A Coreia do Norte aderiu ao Tratado de Não Proliferação Nuclear em 1985, sob pressão da União Soviética. Sete anos mais tarde, Pyongyang e Seul declaravam a península coreana zona livre de armas atômicas. Pouco depois, porém, os norte-coreanos negaram aos inspetores da Organização Internacional de Energia Atômica (OIEA) o acesso a suas instalações nucleares.

Em 1994, no acordo básico de Genebra, o país declarou mais uma vez que renunciava a armas nucleares, mas em 2002 os EUA acusaram Pyongyang de continuar desenvolvendo-as. No ano seguinte, os norte-coreanos abandonaram o Tratado de Não Proliferação, e em 2005 admitiram oficialmente possuir armamentos nucleares.

De início, os especialistas se mostraram céticos, mas isso mudou com o primeiro teste nuclear, em 2006, desencadeando criticas por todo o mundo, até mesmo da China, aliada da Coreia do Norte. Seguiu-se uma espiral de sanções e novos testes.

Em 2012, o país alterou sua Constituição, autodeclarando-se potência nuclear. O último teste, até o momento, supostamente envolvendo uma bomba de hidrogênio, realizou-se em setembro de 2017.

Paralelamente ao programa de armas atômicas, a Coreia do Norte avançou na tecnologia de mísseis balísticos. De início dependente do apoio da União Soviética e da China, hoje o país é exportador de tecnologia balística. Ao longo dos anos, conseguiu desenvolver mísseis de alcance cada vez maior.

Pelo menos desde 2016 Pyongyang trabalha no desenvolvimento de mísseis intercontinentais com alcance de mais de 10 mil quilômetros, capazes de atingir o território dos Estados Unidos, com os quais realizou alguns testes.

No momento não há dados conclusivos sobre a confiabilidade e precisão dos mísseis intercontinentais norte-coreanos, nem sobre até que ponto o país está apto a instalar ogivas nucleares miniaturizadas nos sistemas portadores.

Que papel desempenham as sanções contra a Coreia do Norte?

Desde 2006 o Conselho de Segurança das Nações Unidas aprovou 11 resoluções com novas sanções ou o endurecimento das existentes contra a Coreia do Norte. A última foi em dezembro de 2017, em resposta ao teste com um míssil intercontinental: a Resolução 2.397 restringe ainda mais os fornecimentos de petróleo vitais para o país, entre outros pontos.

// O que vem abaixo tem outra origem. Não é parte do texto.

impl CreateTask {
    pub fn with_info(info: Value) -> Self {
        Self {
            state: None,
            quorum: 0,
            calibration: 0,
            priority_0: 0.0,
            n_answers: None,
            info,
        }
    }

    pub fn validate(&self) -> Result<(), TaskFieldError> {
        check_priority(self.priority_0)?;
        check_n_answers(self.n_answers.unwrap_or(DEFAULT_N_ANSWERS))
    }
}

#[derive(Debug, Clone, Default, Deserialize, TS)]
pub struct UpdateTask {
    pub state: Option<TaskState>,
    pub quorum: Option<i64>,
    pub calibration: Option<i64>,
    pub priority_0: Option<f64>,
    pub n_answers: Option<i64>,
    #[ts(type = "unknown")]
    pub info: Option<Value>,
}

impl UpdateTask {
    pub fn validate(&self) -> Result<(), TaskFieldError> {
        if let Some(priority_0) = self.priority_0 {
            check_priority(priority_0)?;
        }
        if let Some(n_answers) = self.n_answers {
            check_n_answers(n_answers)?;
        }
        Ok(())
    }
}

/// Order in which the scheduler walks candidate tasks.
#[derive(Debug, Clone, Copy, PartialEq, Eq)]
pub enum CandidateOrder {
    /// Highest `priority_0` first, then oldest.
    PriorityFirst,
    /// Fewest task runs first, then oldest.
    FewestRunsFirst,
}

impl Task {
    pub async fn parent_project(&self, pool: &SqlitePool) -> Result<Option<Project>, sqlx::Error> {
        Project::find_by_id(pool, self.project_id).await
    }

    pub async fn find_by_id(pool: &SqlitePool, id: i64) -> Result<Option<Self>, sqlx::Error> {
        sqlx::query_as::<_, Task>(&format!("SELECT {TASK_COLUMNS} FROM tasks t WHERE t.id = ?"))
            .bind(id)
            .fetch_optional(pool)
            .await
    }

    pub async fn find_by_id_and_project_id(
        pool: &SqlitePool,
        id: i64,
        project_id: i64,
    ) -> Result<Option<Self>, sqlx::Error> {
        sqlx::query_as::<_, Task>(&format!(
            "SELECT {TASK_COLUMNS} FROM tasks t WHERE t.id = ? AND t.project_id = ?"
        ))
        .bind(id)
        .bind(project_id)
        .fetch_optional(pool)
        .await
    }

    pub async fn find_by_project_id(
        pool: &SqlitePool,
        project_id: i64,
    ) -> Result<Vec<Self>, sqlx::Error> {
        sqlx::query_as::<_, Task>(&format!(
            "SELECT {TASK_COLUMNS} FROM tasks t WHERE t.project_id = ? ORDER BY t.id ASC"
        ))
        .bind(project_id)
        .fetch_all(pool)
        .await
    }

    pub async fn find_by_project_id_with_run_count(
        pool: &SqlitePool,
        project_id: i64,
        limit: i64,
        offset: i64,
    ) -> Result<Vec<TaskWithRunCount>, sqlx::Error> {
        sqlx::query_as::<_, TaskWithRunCount>(&format!(
            "SELECT {TASK_COLUMNS}, {RUN_COUNT} AS n_task_runs
               FROM tasks t
              WHERE t.project_id = ?
              ORDER BY t.id ASC
              LIMIT ? OFFSET ?"
        ))
        .bind(project_id)
        .bind(limit)
        .bind(offset)
        .fetch_all(pool)
        .await
    }

    pub async fn find_filtered(
        pool: &SqlitePool,
        filters: &[FieldFilter],
        viewer: Viewer,
        limit: i64,
        offset: i64,
    ) -> Result<Vec<Self>, sqlx::Error> {
        let mut qb = QueryBuilder::<Sqlite>::new(format!(
            "SELECT {TASK_COLUMNS} FROM tasks t WHERE 1 = 1"
        ));
        push_visibility(&mut qb, "t.project_id", viewer);
        push_filters(&mut qb, filters);
        qb.push(" ORDER BY t.id ASC LIMIT ")
            .push_bind(limit)
            .push(" OFFSET ")
            .push_bind(offset);
        qb.build_query_as::<Task>().fetch_all(pool).await
    }

    pub async fn count(pool: &SqlitePool) -> Result<i64, sqlx::Error> {
        sqlx::query_scalar("SELECT COUNT(*) FROM tasks")
            .fetch_one(pool)
            .await
    }

    pub async fn count_by_project(pool: &SqlitePool, project_id: i64) -> Result<i64, sqlx::Error> {
        sqlx::query_scalar("SELECT COUNT(*) FROM tasks WHERE project_id = ?")
            .bind(project_id)
            .fetch_one(pool)
            .await
    }

    pub async fn count_completed_by_project(
        pool: &SqlitePool,
        project_id: i64,
    ) -> Result<i64, sqlx::Error> {
        sqlx::query_scalar("SELECT COUNT(*) FROM tasks WHERE project_id = ? AND state = 'completed'")
            .bind(project_id)
            .fetch_one(pool)
            .await
    }

    pub async fn create(
        pool: &SqlitePool,
        project_id: i64,
        data: &CreateTask,
    ) -> Result<Self, sqlx::Error> {
        sqlx::query_as::<_, Task>(&format!(
            "INSERT INTO tasks (project_id, state, quorum, calibration, priority_0, n_answers, info)
             VALUES (?, ?, ?, ?, ?, ?, ?)
             RETURNING {RETURNING_COLUMNS}"
        ))
        .bind(project_id)
        .bind(data.state.unwrap_or(TaskState::Ongoing))
        .bind(data.quorum)
        .bind(data.calibration)
        .bind(data.priority_0)
        .bind(data.n_answers.unwrap_or(DEFAULT_N_ANSWERS))
        .bind(Json(&data.info))
        .fetch_one(pool)
        .await
    }

    /// Inserts a batch in a single transaction. Either every task is stored or none.
    pub async fn create_many(
        pool: &SqlitePool,
        project_id: i64,
        tasks: &[CreateTask],
    ) -> Result<u64, sqlx::Error> {
        let mut tx = pool.begin().await?;
        let mut inserted = 0;
        for data in tasks {
            let result = sqlx::query(
                "INSERT INTO tasks (project_id, state, quorum, calibration, priority_0, n_answers, info)
                 VALUES (?, ?, ?, ?, ?, ?, ?)",
            )
            .bind(project_id)
            .bind(data.state.unwrap_or(TaskState::Ongoing))
            .bind(data.quorum)
            .bind(data.calibration)
            .bind(data.priority_0)
            .bind(data.n_answers.unwrap_or(DEFAULT_N_ANSWERS))
            .bind(Json(&data.info))
            .execute(&mut *tx)
            .await?;
            inserted += result.rows_affected();
        }
        tx.commit().await?;
        Ok(inserted)
    }

    pub async fn update(
        pool: &SqlitePool,
        id: i64,
        data: &UpdateTask,
    ) -> Result<Option<Self>, sqlx::Error> {
        sqlx::query_as::<_, Task>(&format!(
            "UPDATE tasks
                SET state = COALESCE(?, state),
                    quorum = COALESCE(?, quorum),
                    calibration = COALESCE(?, calibration),
                    priority_0 = COALESCE(?, priority_0),
                    n_answers = COALESCE(?, n_answers),
                    info = COALESCE(?, info)
              WHERE id = ?
             RETURNING {RETURNING_COLUMNS}"
        ))
        .bind(data.state)
        .bind(data.quorum)
        .bind(data.calibration)
        .bind(data.priority_0)
        .bind(data.n_answers)
        .bind(data.info.as_ref().map(Json))
        .bind(id)
        .fetch_optional(pool)
        .await
    }

    pub async fn delete(pool: &SqlitePool, id: i64) -> Result<u64, sqlx::Error> {
        let result = sqlx::query("DELETE FROM tasks WHERE id = ?")
            .bind(id)
            .execute(pool)
            .await?;
        Ok(result.rows_affected())
    }

    /// Removes every task of a project; their task runs go with them.
    pub async fn delete_by_project(pool: &SqlitePool, project_id: i64) -> Result<u64, sqlx::Error> {
        let result = sqlx::query("DELETE FROM tasks WHERE project_id = ?")
            .bind(project_id)
            .execute(pool)
            .await?;
        Ok(result.rows_affected())
    }

    /// The `info` of every task in the project, used to skip duplicates on import.
    pub async fn infos_by_project(
        pool: &SqlitePool,
        project_id: i64,
    ) -> Result<Vec<Value>, sqlx::Error> {
        let rows: Vec<Json<Value>> =
            sqlx::query_scalar("SELECT info FROM tasks WHERE project_id = ? ORDER BY id ASC")
                .bind(project_id)
                .fetch_all(pool)
                .await?;
        Ok(rows.into_iter().map(|Json(info)| info).collect())
    }

    /// Recomputes `state` from the number of task runs and returns the new state.
    pub async fn refresh_state(pool: &SqlitePool, id: i64) -> Result<TaskState, sqlx::Error> {
        sqlx::query_scalar(&format!(
            "UPDATE tasks AS t
                SET state = CASE WHEN {RUN_COUNT} >= t.n_answers THEN 'completed' ELSE 'ongoing' END
              WHERE t.id = ?
             RETURNING state"
        ))
        .bind(id)
        .fetch_one(pool)
        .await
    }

    /// Sets the redundancy of every task in the project and recomputes their
    /// states.
    pub async fn set_n_answers_for_project(
        pool: &SqlitePool,
        project_id: i64,
        n_answers: i64,
    ) -> Result<u64, sqlx::Error> {
        let result = sqlx::query(&format!(
            "UPDATE tasks AS t
                SET n_answers = ?,
                    state = CASE WHEN {RUN_COUNT} >= ? THEN 'completed' ELSE 'ongoing' END
              WHERE t.project_id = ?"
        ))
        .bind(n_answers)
        .bind(n_answers)
        .bind(project_id)
        .execute(pool)
        .await?;
        Ok(result.rows_affected())
    }

    /// Sets `priority_0` on the listed tasks of a project. Ids from other
    /// projects are ignored; the number of updated rows is returned.
    pub async fn set_priority(
        pool: &SqlitePool,
        project_id: i64,
        task_ids: &[i64],
        priority_0: f64,
    ) -> Result<u64, sqlx::Error> {
        if task_ids.is_empty() {
            return Ok(0);
        }
        let mut qb = QueryBuilder::<Sqlite>::new("UPDATE tasks SET priority_0 = ");
        qb.push_bind(priority_0)
            .push(" WHERE project_id = ")
            .push_bind(project_id)
            .push(" AND id IN (");
        let mut ids = qb.separated(", ");
        for id in task_ids {
            ids.push_bind(*id);
        }
        ids.push_unseparated(")");
        let result = qb.build().execute(pool).await?;
        Ok(result.rows_affected())
    }

    /// Ongoing tasks of the project that still need answers and that the
    /// contributor has not answered yet.
    pub async fn find_candidates(
        pool: &SqlitePool,
        project_id: i64,
        contributor: &Contributor,
        order: CandidateOrder,
        limit: Option<i64>,
        offset: i64,
    ) -> Result<Vec<Self>, sqlx::Error> {
        let mut qb = QueryBuilder::<Sqlite>::new(format!(
            "SELECT {TASK_COLUMNS} FROM tasks t
              WHERE t.state = 'ongoing'
                AND {RUN_COUNT} < t.n_answers
                AND t.project_id = "
        ));
        qb.push_bind(project_id);
        match contributor {
            Contributor::User(user_id) => {
                qb.push(" AND NOT EXISTS (SELECT 1 FROM task_runs r WHERE r.task_id = t.id AND r.user_id = ")
                    .push_bind(*user_id)
                    .push(")");
            }
            Contributor::Anonymous(ip) => {
                qb.push(" AND NOT EXISTS (SELECT 1 FROM task_runs r WHERE r.task_id = t.id AND r.user_id IS NULL AND r.user_ip = ")
                    .push_bind(ip.clone())
                    .push(")");
            }
        }
        match order {
            CandidateOrder::PriorityFirst => qb.push(" ORDER BY t.priority_0 DESC, t.id ASC"),
            CandidateOrder::FewestRunsFirst => {
                qb.push(format!(" ORDER BY {RUN_COUNT} ASC, t.id ASC"))
            }
        };
        qb.push(" LIMIT ")
            .push_bind(limit.unwrap_or(-1))
            .push(" OFFSET ")
            .push_bind(offset);
        qb.build_query_as::<Task>().fetch_all(pool).await
    }
}
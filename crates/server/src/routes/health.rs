use axum::response::Json;
use serde::Serialize;
use ts_rs::TS;
use utils::{response::ApiResponse, version::APP_VERSION};

#[derive(Debug, Serialize, TS)]
pub struct Health {
    pub status: String,
    pub version: String,
}

pub async fn health_check() -> Json<ApiResponse<Health>> {
    Json(ApiResponse::success(Health {
        status: "OK".to_string(),
        version: APP_VERSION.to_string(),
    }))
}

Os Estados-membros da ONU estão autorizados a fiscalizar se navios em suas águas territoriais levam carregamentos de petróleo proibidos para a Coreia do Norte. Os "trabalhadores-hóspedes" norte-coreanos no exterior deverão ser enviados de volta a seu país, num prazo de 24 meses. Essa mão de obra emprestada é uma importante fonte de divisas para o regime.

Além disso, os EUA impuseram um grande número de sanções unilaterais. Na mais recente, em 23 de fevereiro, o Departamento de Estado aplicou medidas punitivas contra 55 navios, transportadoras navais e empresas comerciais norte-coreanas. Trump disse tratar-se das "sanções mais pesadas" já impostas. Os aliados China e Rússia criticam as medidas unilaterais, mas são obrigados a aplicar as impostas pela ONU.

Em novembro de 2017 o então ministro do Exterior da Alemanha, Sigmar Gabriel, declarou: "Precisamos aumentar ainda mais a pressão sobre a Coreia do Norte. Só assim se conseguirá uma solução pacífica e fazer o país compreender a necessidade de conversas. Como é sabido, as ofertas nesse sentido estão sobre a mesa."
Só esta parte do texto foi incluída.